Sunday, June 10, 2007

Loving Spoonful 1965

Here's another fine example of the wonderful effects of the "invisible hand" of free-market economics:

Students frustrated with waiting lists for nursing programs.

"Statewide more than 2,000 qualified applicants, those with the necessary prerequisite courses completed, were not admitted to nursing programs in 2006."

[snip]

"With hospitals offering bonuses and increased pay to nurses, recruiting faculty for clinical and classroom instruction positions is a challenge.

"We don't really have that ability to compete with their salary and incentives," Mesa Community College nursing chair Peggy Fridell said."


That's a royal pisser, as my old friends from Long Island would say. We do not have enough nursing instructors because hospital nurses get better pay than the people that teach them to do their jobs.
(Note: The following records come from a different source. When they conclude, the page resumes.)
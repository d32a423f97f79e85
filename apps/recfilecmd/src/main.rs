//! Operator CLI for record files: create a table, insert and fetch rows,
//! scan, delete, and run the consistency verifier.
//!
//! The tool manages a fixed demo table (`id, number, note`) under the
//! configured data directory; it exists to exercise and inspect the
//! storage engine, not to be a query processor.

use clap::{Parser, Subcommand};
use recfile::{
    CancelFlag, ColumnSpec, EncodingForm, MetaDataOptions, ObjectId, OpenMode, RecordFile, Schema,
    TargetFields, Treatment, Value,
};
use std::error::Error;
use std::path::{Path, PathBuf};
use tracing_appender::non_blocking::WorkerGuard;
use tracing_subscriber::{
    EnvFilter, filter::LevelFilter, fmt, layer::SubscriberExt, util::SubscriberInitExt,
};

mod config;
use config::EngineConfig;

#[derive(Debug, Parser)]
#[command(name = "recfilecmd", about = "Record file storage utility")]
struct Cli {
    /// Path to the engine configuration file.
    #[arg(long, default_value = "recfile.toml")]
    config: PathBuf,

    #[command(subcommand)]
    command: Command,
}

#[derive(Debug, Subcommand)]
enum Command {
    /// Create the demo table.
    Create,
    /// Insert a row; prints the new object id.
    Insert {
        number: i64,
        /// Optional variable-length note.
        note: Option<String>,
    },
    /// Fetch one row by object id (as printed by insert).
    Get { object_id: String },
    /// Scan every row in object-id order.
    Scan,
    /// Delete one row by object id.
    Delete { object_id: String },
    /// Update the note of one row.
    SetNote {
        object_id: String,
        note: Option<String>,
    },
    /// Print the row count.
    Count,
    /// Run the consistency verifier.
    Verify {
        /// Stop at the first inconsistency instead of aggregating.
        #[arg(long)]
        abort_on_first: bool,
    },
}

fn main() {
    let cli = Cli::parse();
    let cfg = match EngineConfig::load_from_file(&cli.config) {
        Ok(cfg) => cfg,
        Err(error) => {
            eprintln!("{error}");
            std::process::exit(2);
        }
    };
    let _logging_guard = match init_logging(&cfg.storage.logs_dir) {
        Ok(guard) => guard,
        Err(error) => {
            eprintln!("cannot initialise logging: {error}");
            std::process::exit(2);
        }
    };

    if let Err(error) = run(&cli.command, &cfg) {
        tracing::error!("{error}");
        eprintln!("{error}");
        std::process::exit(1);
    }
}

fn demo_schema() -> Schema {
    Schema::new(vec![
        ColumnSpec::object_id(),
        ColumnSpec::bigint(),
        ColumnSpec::string(EncodingForm::Utf8, 0).compressed(),
    ])
}

fn options_from(cfg: &EngineConfig) -> MetaDataOptions {
    MetaDataOptions {
        minimum_slots_per_page: cfg.storage.min_slots_per_page,
        ..Default::default()
    }
}

fn table_dir(cfg: &EngineConfig) -> PathBuf {
    cfg.storage.data_dir.join("demo")
}

fn open(cfg: &EngineConfig, mode: OpenMode) -> Result<RecordFile, Box<dyn Error>> {
    Ok(RecordFile::open(
        table_dir(cfg),
        demo_schema(),
        &options_from(cfg),
        mode,
    )?)
}

fn parse_object_id(text: &str) -> Result<ObjectId, Box<dyn Error>> {
    let (page, area) = text
        .split_once(':')
        .ok_or("object id must look like <page>:<slot>")?;
    Ok(ObjectId::new(page.parse()?, area.parse()?))
}

fn run(command: &Command, cfg: &EngineConfig) -> Result<(), Box<dyn Error>> {
    match command {
        Command::Create => {
            RecordFile::create(table_dir(cfg), demo_schema(), &options_from(cfg))?;
            println!("created {}", table_dir(cfg).display());
        }
        Command::Insert { number, note } => {
            let mut file = open(cfg, OpenMode::Update)?;
            let note_value = note
                .clone()
                .map(Value::String)
                .unwrap_or(Value::Null);
            let id = file.insert(vec![Value::Null, Value::BigInt(*number), note_value])?;
            file.close()?;
            println!("{id}");
        }
        Command::Get { object_id } => {
            let id = parse_object_id(object_id)?;
            let mut file = open(cfg, OpenMode::Read)?;
            match file.fetch(Some(id), None)? {
                Some(values) => println!("{}", format_row(&values)),
                None => println!("no row at {id}"),
            }
            file.close()?;
        }
        Command::Scan => {
            let mut file = open(cfg, OpenMode::Read)?;
            while let Some(values) = file.fetch(None, None)? {
                println!("{}", format_row(&values));
            }
            file.close()?;
        }
        Command::Delete { object_id } => {
            let id = parse_object_id(object_id)?;
            let mut file = open(cfg, OpenMode::Update)?;
            file.expunge(id)?;
            file.close()?;
            println!("deleted {id}");
        }
        Command::SetNote { object_id, note } => {
            let id = parse_object_id(object_id)?;
            let mut file = open(cfg, OpenMode::Update)?;
            let note_value = note
                .clone()
                .map(Value::String)
                .unwrap_or(Value::Null);
            file.update(id, vec![note_value], &TargetFields::new(vec![2]))?;
            file.close()?;
            println!("updated {id}");
        }
        Command::Count => {
            let mut file = open(cfg, OpenMode::Read)?;
            println!("{}", file.count()?);
            file.close()?;
        }
        Command::Verify { abort_on_first } => {
            let treatment = if *abort_on_first {
                Treatment::Abort
            } else {
                Treatment::Continue
            };
            let mut file = open(cfg, OpenMode::Read)?;
            let report = file.verify(treatment, &CancelFlag::new())?;
            file.close()?;
            if report.is_consistent() {
                println!("consistent");
            } else {
                for finding in &report.findings {
                    println!("{finding:?}");
                }
                std::process::exit(1);
            }
        }
    }
    Ok(())
}

fn format_row(values: &[Value]) -> String {
    values
        .iter()
        .map(|value| match value {
            Value::Null => "null".to_string(),
            Value::ObjectId(id) => id.to_string(),
            Value::Int(v) => v.to_string(),
            Value::BigInt(v) => v.to_string(),
            Value::Double(v) => v.to_string(),
            Value::Decimal { unscaled, scale } => format!("{unscaled}e-{scale}"),
            Value::String(text) => format!("{text:?}"),
            Value::Binary(data) => format!("{} bytes", data.len()),
            Value::Array(items) => format!("[{}]", format_row(items)),
        })
        .collect::<Vec<_>>()
        .join(" | ")
}

/// Console and rolling-file logging for the tool.
fn init_logging(log_dir: &Path) -> Result<WorkerGuard, Box<dyn Error + Send + Sync>> {
    let file_appender = tracing_appender::rolling::daily(log_dir, "recfilecmd.log");
    let (file_writer, guard) = tracing_appender::non_blocking(file_appender);

    let filter = EnvFilter::builder()
        .with_default_directive(LevelFilter::INFO.into())
        .from_env_lossy();

    let console_layer = fmt::layer()
        .with_writer(std::io::stderr)
        .with_target(false)
        .with_level(true)
        .compact();

    let file_layer = fmt::layer().with_writer(file_writer).json();

    tracing_subscriber::registry()
        .with(filter)
        .with(console_layer)
        .with(file_layer)
        .init();

    Ok(guard)
}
You might think that the good old laws of supply and demand would come into play here, with demand wrenching up pay for (and the supply of) nursing instructors, which in turn would help fill the demand for staff nurses in hospitals.

But that is not happening.

You don't have to pay a nurse who isn't there. Those nice people who have completed all their prerequisite courses and who are patiently waiting for positions to open for them in nursing schools are not on the payroll. They do not eat into the profit margins of healthcare providers.

The nursing shortage helps to maximize the takings from the subsidy system that funnels profit to healthcare companies.

Sometimes you just have to look at what's actually happening from the point of view that such is the way things are really meant to work. By somebody. As if it was no accident that there's a shortage of nurses, as if nursing instructors are intentionally underpaid, and as if consumer demand has nothing at all to do with market supply.

Then of course there's the little matter of the forty-some-odd-million people in the U.S. that have no healthcare insurance coverage.